À la différence de Georges, Fabrice Ferez n’a pas du tout l’intention de garder pour lui les jolis cuissots par lui décelés. Au contraire, il est bien décidé à les mettre en valeur. À ceux qui soupirent doublement devant (1) un disque centré sur un compositeur prolixe semblant souvent mécanique, et (2) un programme solo pour instrument à vent, le musicien propose un triple pas de côté :

  • y aura pas que du Telemann, y aura du Bach, son quasi exact contemporain itou ;
  • y aura pas que du hautbois, y en aura deux et même un cor anglais en prime ;
  • y aura pas que des pièces pour hautbois solo, y aura surtout des pièces pas pour hautbois – pour violon, pour traverso, pour plusieurs instruments dans les canons et pour un instrument mais joué par trois dans la chaconne.

Le succès retentissant – syntagme rare pour jauger un disque de hautbois solo – rencontré par le premier volume a encouragé l’artiste à profiter des mesures anticulturelles censées assurer notre ssssssécurité ssssssanitaire afin de peaufiner, dans le secret de son atelier personnel, un second volume envisagé dès le lancement de la première aventure. Pour l’accompagner, Jonathan Vanhove s’est occupé du réglage des instruments Buffet-Crampon, Jean Perrier du son et la famille était en back-up : Nino fait des images, Marie-Claude co-traduit en anglais. Voici donc les suite et fin des douze Fantaisies pour traverso – réordonnées par l’interprète à la guise de l’imaginaire qui l’habite – accompagnées de deux “canons mélodieux” et de la “Chaconne” de Johann Sebastian Bach.

 

 

La seconde mi-temps de la fête s’amorce avec la Troisième fantaisie en si mineur (TWV 40:4). L’œuvre met en évidence trois qualités :

  • le sens du tempo,
  • la maîtrise du souffle et
  • la pertinence des nuances.

En effet, le premier mouvement frotte des Largo contre des Vivace. L’interprète s’amuse donc à associer le souffle et la suspension, d’une part, à l’agilité et au rebond, d’autre part. D’abord, les notes lui sont d’une aide certaine, mais les silences (soupirs ou quarts de soupir) sont également mis à contribution pour faire ressort çà ou laisser vibrer là.

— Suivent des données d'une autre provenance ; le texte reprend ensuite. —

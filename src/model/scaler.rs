//! Standard-scaler parameters fitted offline.
//!
//! Only the apply side lives here: `(x - mean) / scale` per column.

use crate::core::layout::FeatureLayout;
use crate::error::ArtifactError;
use serde::{Deserialize, Serialize};
use std::path::Path;

/// Per-feature affine transform, ordered by feature name.
#[derive(Debug, Clone, PartialEq, Serialize, Deserialize)]
pub struct ScalerParameters {
    pub feature_names: Vec<String>,
    pub mean: Vec<f64>,
    pub scale: Vec<f64>,
}

impl ScalerParameters {
    pub fn new(feature_names: Vec<String>, mean: Vec<f64>, scale: Vec<f64>) -> Result<Self, ArtifactError> {
        let scaler = Self {
            feature_names,
            mean,
            scale,
        };
        scaler.validate()?;
        Ok(scaler)
    }

    pub fn from_json(json: &str) -> Result<Self, ArtifactError> {
        let scaler: ScalerParameters = serde_json::from_str(json)?;
        scaler.validate()?;
        Ok(scaler)
    }

    pub fn load(path: &Path) -> Result<Self, ArtifactError> {
        let content = std::fs::read_to_string(path).map_err(|source| ArtifactError::Io {
            path: path.to_path_buf(),
            source,
        })?;
        Self::from_json(&content)
    }

    fn validate(&self) -> Result<(), ArtifactError> {
        let n = self.feature_names.len();
        if n == 0 {
            return Err(ArtifactError::Invalid("scaler declares no features".to_string()));
        }
        if self.mean.len() != n || self.scale.len() != n {
            return Err(ArtifactError::Invalid(format!(
                "scaler has {} names, {} means, {} scales",
                n,
                self.mean.len(),
                self.scale.len()
            )));
        }
        if self.mean.iter().any(|m| !m.is_finite()) {
            return Err(ArtifactError::Invalid("scaler mean is not finite".to_string()));
        }
        if self.scale.iter().any(|s| !s.is_finite() || *s == 0.0) {
            return Err(ArtifactError::Invalid(
                "scaler scale must be finite and non-zero".to_string(),
            ));
        }
        Ok(())
    }

    /// Check the scaler was fit on exactly the layout's scaled columns, in order.
    pub fn ensure_layout(&self, layout: &FeatureLayout) -> Result<(), ArtifactError> {
        let expected = layout.scaled_names();
        if self.feature_names != expected {
            return Err(ArtifactError::LayoutMismatch {
                expected,
                found: self.feature_names.clone(),
            });
        }
        Ok(())
    }

    pub fn len(&self) -> usize {
        self.feature_names.len()
    }

    pub fn is_empty(&self) -> bool {
        self.feature_names.is_empty()
    }

    /// Standardize one row given in scaler column order.
    ///
    /// Returns `None` when the row width does not match.
    pub fn transform(&self, row: &[f64]) -> Option<Vec<f64>> {
        if row.len() != self.len() {
            return None;
        }
        Some(
            row.iter()
                .zip(self.mean.iter().zip(&self.scale))
                .map(|(x, (mean, scale))| (x - mean) / scale)
                .collect(),
        )
    }
}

Ensuite, Fabrice Ferez veille à se servir du tempo comme cadre rythmique et, secouant cette rigueur essentielle, de la dilatation métronomique comme d’un outil de swing imparable, selon le fameux principe qui rappelle que pas de contretemps si pas de temps ! Enfin, en coloriste, l’interprète caractérise ses phrasés par des choix de legato ou de détaché qui s’interpolent avec les options de nuances choisies, notamment lors des nombreux échos et répétitions. Ainsi peut-on goûter tout le suc des modulations et de leurs frère les demi-tons quasi dissonants, voire des sursauts inattendus dénichés par le musicien (fin du premier mouvement).
L’Allegro en 6/8 associe

  • allant du ternaire,
  • jaillissements des sautes de dixième et
  • cahots des contretemps

dont l’artiste préserve la fraîcheur en renonçant utilement à la dernière reprise.

 

 

La Douzième fantaisie en sol mineur (TWV 40:13) reprend les mêmes ingrédients, maintenant l’intérêt grâce

  • à la brièveté concentrée des fantaisies (3 à 5′),
  • au détaché pétillant dégainé en juste place par l’interprète et
  • au soin apporté à l’accentuation et aux ornementations choisies avec goût,

l’ensemble évitant au discours de paraître indifférencié ou inarticulé. Au flot, Fabrice Ferez préfère les vagues ; négligeant le flux, il se concentre sur le ressac tantôt indomptable, tantôt domestiqué en apparence. Un Dolce servant d’intermède précède un Allegro qui conclut la première partie avec l’énergie majeure du Si bémol. Le Presto final, pourvu d’accents presque rupestres sinon populaires, prend la forme ABA, la partie B, jouée plus lentement, se risquant au Sol – majeur, cette fois. L’interprète y déploie une liberté roborative… qui n’empêchera pas les wagnérophiles d’entendre le printemps qui point entre les arpèges majeures.
La Troisième sonate (TWV 40:120), dite “Canon mélodieux en Ré”, s’accompagne – comme la Cinquième, à venir – d’un double bonus astucieux : la partition – tant pis si l’on avait déjà entonné ce refrain lors de la première recension : dommage que celle-ci soit fournie “en vrac” au milieu de toutes les autres sonates, l’édition des deux canons choisis n’aurait certes pas été très difficile ni, en cas de délégation, très coûteuse – et le playback pour ceux qui voudraient jouer les canons en duo virtuel avec l’interprète. Enregistrée en rerecording, la sonate revigore l’écoute du récital solo par le surgissement d’un duo où l’on goûte, dans le Presto,

  • les nuances recherchées,
  • les trilles léchées et
  • les lignes nettes.

Le Larghetto apporte son caractère plus posé. Il permet à Fabrice Ferez d’ajouter dans son escarcelle des attaques de son d’une douceur et d’une variété stupéfiantes. L’Allegro assai remet un coup de boost à l’affaire grâce à la pulsation du 12/8, tandis que quelques jolies descentes chromatiques rompent la dangereuse monotonie du bavardage de hautbois proches du statut de, lâchons-nous, pipelettes.

 

 

La Cinquième fantaisie en Ut (TWV 40:6) injecte des Largo et du Dolce dans le Presto liminaire. Elle en profite pour secouer la mesure : tantôt à 4/4, la voici bientôt à 3/2 puis à 9/8 pour le deuxième mouvement, allègre mais sans indication officielle de vitesse.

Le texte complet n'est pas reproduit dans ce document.